In the records below, find the line containing "fn parse_fields(raw: &str)" and the line containing "to the tracker."; please repeat exactly the lines from one to the other, both included, and nothing more.
--- Records supplied ---
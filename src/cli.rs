//! CLI interface for jirae.
//!
//! One invocation edits one piece of tracker text:
//!
//! - `jirae COMMENT_URL`: edit a comment
//! - `jirae ISSUE_URL`: edit an issue description
//! - `jirae ISSUE [COMMENT_ID | --latest]`: same, by identifiers
//! - `jirae -c [-f JSON] ISSUE`: write a new comment

use std::io;

use clap::Parser;
use serde_json::{Map, Value};

use crate::config::Settings;
use crate::edit::ExternalEditor;
use crate::target::{CommentSelector, Reference};
use crate::tracker::JiraClient;
use crate::workflow::{Error, Workflow};

/// Edit issue descriptions and comments in your $EDITOR.
#[derive(Debug, Parser)]
#[command(name = "jirae", version, after_long_help = ENVIRONMENT_HELP)]
pub struct Cli {
    /// Comment URL, issue URL, or issue key (e.g. `PROJ-1`).
    reference: String,

    /// Id of the comment to edit on the referenced issue.
    #[arg(conflicts_with_all = ["latest", "create_comment"])]
    comment_id: Option<String>,

    /// Edit the most recent comment on the referenced issue.
    #[arg(short, long, conflicts_with = "create_comment")]
    latest: bool,

    /// Create a new comment for the referenced issue.
    #[arg(short = 'c', long)]
    create_comment: bool,

    /// Additional fields to set when creating a comment, as a JSON object.
    /// E.g. `{"visibility": {"type": "role", "value": "Admins"}}`.
    #[arg(short = 'f', long, value_name = "JSON", requires = "create_comment", value_parser = parse_fields)]
    fields: Option<Map<String, Value>>,

    /// Tracker base URL for bare issue keys. Overrides `JIRA_URL`.
    #[arg(long, value_name = "URL")]
    base_url: Option<String>,
}

const ENVIRONMENT_HELP: &str = r"Environment:
  EDITOR              Editor to open the text in (required)
  JIRA_USER           Account to authenticate as (required)
  JIRA_TOKEN          API token for that account (required)
  JIRA_URL            Base URL for bare issue keys, e.g. https://acme.atlassian.net
  JIRAE_TIMEOUT_SECS  Network timeout in seconds (default: none)
  JIRAE_LOG           Log filter, e.g. debug (default: warn)

Defaults for base-url and timeout-secs may be set in ~/.jirae/config.toml.";

impl Cli {
    /// The reference this invocation targets.
    pub fn reference(&self) -> Reference {
        let comment = match (&self.comment_id, self.latest) {
            (Some(id), _) => Some(CommentSelector::Id(id.clone())),
            (None, true) => Some(CommentSelector::Latest),
            (None, false) => None,
        };

        Reference {
            target: self.reference.clone(),
            comment,
            create: self.create_comment,
        }
    }

    /// Extra fields for a created comment, empty unless `-f` was given.
    pub fn fields(&self) -> Map<String, Value> {
        self.fields.clone().unwrap_or_default()
    }
}

/// Parse `--fields` at startup so a bad value fails before anything is edited.
fn parse_fields(raw: &str) -> Result<Map<String, Value>, String> {
    match serde_json::from_str(raw) {
        Ok(Value::Object(fields)) => Ok(fields),
        Ok(_) => Err("expected a JSON object".to_string()),
        Err(e) => Err(format!("invalid JSON: {e}")),
    }
}

/// Run one edit against the real tracker, editor, and terminal.
pub fn run(cli: &Cli) -> Result<(), Error> {
    let settings = Settings::from_env(cli.base_url.as_deref())?;
    let tracker = JiraClient::new(&settings.credentials, settings.timeout);
    let editor = ExternalEditor::new(settings.editor.clone());
    let fields = cli.fields();
    let workflow = Workflow::new(&tracker, &editor, &fields);

    let mut input = io::stdin().lock();
    let mut out = io::stdout();
    workflow
        .run(
            &cli.reference(),
            settings.base_url.as_deref(),
            &mut input,
            &mut out,
        )?
        .into_result()
}
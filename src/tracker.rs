//! Remote resource client: read and write issue descriptions and comment bodies.
//!
//! Talks to the tracker's REST API v2 over blocking HTTP. Every request carries
//! HTTP Basic credentials; write requests send JSON bodies. Only the text
//! fields this tool edits are decoded, everything else in a payload is ignored.

#[cfg(test)]
pub mod fake;

use std::time::Duration;

use base64::{Engine, engine::general_purpose::STANDARD};
use serde::{Deserialize, Deserializer, de::DeserializeOwned};
use serde_json::{Map, Value, json};
use tracing::debug;

use crate::config::Credentials;

/// Errors from talking to the tracker.
#[derive(Debug, thiserror::Error)]
pub enum NetworkError {
    /// The request never produced an HTTP response (DNS, connect, TLS, I/O).
    #[error("request to {url} failed: {message}")]
    Transport { url: String, message: String },

    /// The server answered with a non-2xx status.
    #[error("got non-2xx response {status}: {body}")]
    Application { status: u16, body: String },

    /// A 2xx response whose payload could not be decoded.
    #[error("could not decode response from {url}: {source}")]
    Decode {
        url: String,
        #[source]
        source: std::io::Error,
    },
}

pub type Result<T> = core::result::Result<T, NetworkError>;

/// A comment as listed in an issue's comment collection.
#[derive(Debug, Clone, PartialEq, Eq, Deserialize)]
pub struct Comment {
    pub id: String,
    #[serde(default, deserialize_with = "null_as_empty")]
    pub body: String,
}

/// Operations the workflow needs from an issue tracker.
pub trait Tracker {
    /// Fetch an issue's description.
    fn fetch_issue_text(&self, endpoint: &str) -> Result<String>;

    /// Fetch a single comment's body.
    fn fetch_comment_text(&self, endpoint: &str) -> Result<String>;

    /// List an issue's comments in server order.
    fn fetch_comments(&self, endpoint: &str) -> Result<Vec<Comment>>;

    /// Replace an issue's description.
    fn update_issue_text(&self, endpoint: &str, text: &str) -> Result<()>;

    /// Replace a comment's body.
    fn update_comment_text(&self, endpoint: &str, text: &str) -> Result<()>;

    /// Post a new comment to an issue's comment collection.
    fn create_comment(
        &self,
        endpoint: &str,
        text: &str,
        extra_fields: &Map<String, Value>,
    ) -> Result<()>;
}

// ── Endpoints ──

/// `{base}/rest/api/2/issue/{issue}`
pub fn issue_endpoint(base: &str, issue: &str) -> String {
    format!("{base}/rest/api/2/issue/{issue}")
}

/// `{base}/rest/api/2/issue/{issue}/comment`
pub fn comments_endpoint(base: &str, issue: &str) -> String {
    format!("{}/comment", issue_endpoint(base, issue))
}

/// `{base}/rest/api/2/issue/{issue}/comment/{comment}`
pub fn comment_endpoint(base: &str, issue: &str, comment: &str) -> String {
    format!("{}/{comment}", comments_endpoint(base, issue))
}

// ── Payloads ──

/// Partial issue update: the description nests under `fields`.
pub fn issue_update_payload(text: &str) -> Value {
    json!({ "fields": { "description": text } })
}

/// Comment update: the body sits at top level.
pub fn comment_update_payload(text: &str) -> Value {
    json!({ "body": text })
}

/// New comment: the caller's extra fields with `body` set to `text`.
///
/// `body` always wins over an extra field of the same name. Every other key
/// passes through untouched for the server to validate.
pub fn comment_create_payload(text: &str, extra_fields: &Map<String, Value>) -> Value {
    let mut payload = extra_fields.clone();
    payload.insert("body".to_string(), Value::String(text.to_string()));
    Value::Object(payload)
}

/// Issue JSON shape: only `fields.description` matters.
#[derive(Deserialize)]
struct IssuePayload {
    fields: IssueFields,
}

#[derive(Deserialize)]
struct IssueFields {
    #[serde(default, deserialize_with = "null_as_empty")]
    description: String,
}

/// Single comment JSON shape.
#[derive(Deserialize)]
struct CommentPayload {
    #[serde(default, deserialize_with = "null_as_empty")]
    body: String,
}

/// One page of an issue's comment collection.
#[derive(Deserialize)]
struct CommentPage {
    comments: Vec<Comment>,
    #[serde(default)]
    total: Option<usize>,
}

/// The tracker sends `null` for an empty description or body.
fn null_as_empty<'de, D>(deserializer: D) -> core::result::Result<String, D::Error>
where
    D: Deserializer<'de>,
{
    Ok(Option::<String>::deserialize(deserializer)?.unwrap_or_default())
}

// ── HTTP client ──

/// Blocking REST client for a Jira-style tracker.
pub struct JiraClient<'a> {
    agent: ureq::Agent,
    credentials: &'a Credentials,
}

impl<'a> JiraClient<'a> {
    /// Create a client that authenticates every request with `credentials`.
    ///
    /// Without a timeout, requests block until the server or the OS gives up.
    pub fn new(credentials: &'a Credentials, timeout: Option<Duration>) -> Self {
        let mut builder = ureq::AgentBuilder::new();
        if let Some(timeout) = timeout {
            builder = builder.timeout(timeout);
        }
        Self {
            agent: builder.build(),
            credentials,
        }
    }

    fn authorization(&self) -> String {
        let pair = format!("{}:{}", self.credentials.user(), self.credentials.token());
        format!("Basic {}", STANDARD.encode(pair))
    }

    fn get<T: DeserializeOwned>(&self, url: &str) -> Result<T> {
        debug!(method = "GET", url, "sending request");
        let response = self
            .agent
            .get(url)
            .set("Authorization", &self.authorization())
            .set("Accept", "application/json")
            .call();

        check(url, response)?
            .into_json()
            .map_err(|source| NetworkError::Decode {
                url: url.to_string(),
                source,
            })
    }

    fn send(&self, method: &str, url: &str, payload: &Value) -> Result<()> {
        debug!(method, url, "sending request");
        let response = self
            .agent
            .request(method, url)
            .set("Authorization", &self.authorization())
            .set("Content-Type", "application/json")
            .send_json(payload);

        check(url, response).map(drop)
    }
}

impl Tracker for JiraClient<'_> {
    fn fetch_issue_text(&self, endpoint: &str) -> Result<String> {
        let issue: IssuePayload = self.get(endpoint)?;
        Ok(issue.fields.description)
    }

    fn fetch_comment_text(&self, endpoint: &str) -> Result<String> {
        let comment: CommentPayload = self.get(endpoint)?;
        Ok(comment.body)
    }

    fn fetch_comments(&self, endpoint: &str) -> Result<Vec<Comment>> {
        let mut comments = Vec::new();
        loop {
            let url = if comments.is_empty() {
                endpoint.to_string()
            } else {
                format!("{endpoint}?startAt={}", comments.len())
            };
            let page: CommentPage = self.get(&url)?;
            let fetched = page.comments.len();
            comments.extend(page.comments);

            // Keep paging only while the server reports more than we hold.
            match page.total {
                Some(total) if fetched > 0 && comments.len() < total => {}
                _ => return Ok(comments),
            }
        }
    }

    fn update_issue_text(&self, endpoint: &str, text: &str) -> Result<()> {
        self.send("PUT", endpoint, &issue_update_payload(text))
    }

    fn update_comment_text(&self, endpoint: &str, text: &str) -> Result<()> {
        self.send("PUT", endpoint, &comment_update_payload(text))
    }

    fn create_comment(
        &self,
        endpoint: &str,
        text: &str,
        extra_fields: &Map<String, Value>,
    ) -> Result<()> {
        self.send("POST", endpoint, &comment_create_payload(text, extra_fields))
    }
}

/// Classify a response: any 2xx passes, anything else is an error.
fn check(
    url: &str,
    result: core::result::Result<ureq::Response, ureq::Error>,
) -> Result<ureq::Response> {
    match result {
        Ok(response) if (200..300).contains(&response.status()) => Ok(response),
        Ok(response) | Err(ureq::Error::Status(_, response)) => Err(application_error(response)),
        Err(ureq::Error::Transport(transport)) => Err(NetworkError::Transport {
            url: url.to_string(),
            message: transport.to_string(),
        }),
    }
}

/// Capture status and as much of the body as can be read.
fn application_error(response: ureq::Response) -> NetworkError {
    let status = response.status();
    let body = response
        .into_string()
        .unwrap_or_else(|e| format!("(could not read response body: {e})"));
    NetworkError::Application { status, body }
}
---
== Exercise solution ==
fn parse_fields(raw: &str) -> Result<Map<String, Value>, String> {
    match serde_json::from_str(raw) {
        Ok(Value::Object(fields)) => Ok(fields),
        Ok(_) => Err("expected a JSON object".to_string()),
        Err(e) => Err(format!("invalid JSON: {e}")),
    }
}

/// Run one edit against the real tracker, editor, and terminal.
pub fn run(cli: &Cli) -> Result<(), Error> {
    let settings = Settings::from_env(cli.base_url.as_deref())?;
    let tracker = JiraClient::new(&settings.credentials, settings.timeout);
    let editor = ExternalEditor::new(settings.editor.clone());
    let fields = cli.fields();
    let workflow = Workflow::new(&tracker, &editor, &fields);

    let mut input = io::stdin().lock();
    let mut out = io::stdout();
    workflow
        .run(
            &cli.reference(),
            settings.base_url.as_deref(),
            &mut input,
            &mut out,
        )?
        .into_result()
}
filename src/tracker.rs
//! Remote resource client: read and write issue descriptions and comment bodies.
//!
//! Talks to the tracker's REST API v2 over blocking HTTP. Every request carries
//! HTTP Basic credentials; write requests send JSON bodies. Only the text
//! fields this tool edits are decoded, everything else in a payload is ignored.

#[cfg(test)]
pub mod fake;

use std::time::Duration;

use base64::{Engine, engine::general_purpose::STANDARD};
use serde::{Deserialize, Deserializer, de::DeserializeOwned};
use serde_json::{Map, Value, json};
use tracing::debug;

use crate::config::Credentials;

/// Errors from talking to the tracker.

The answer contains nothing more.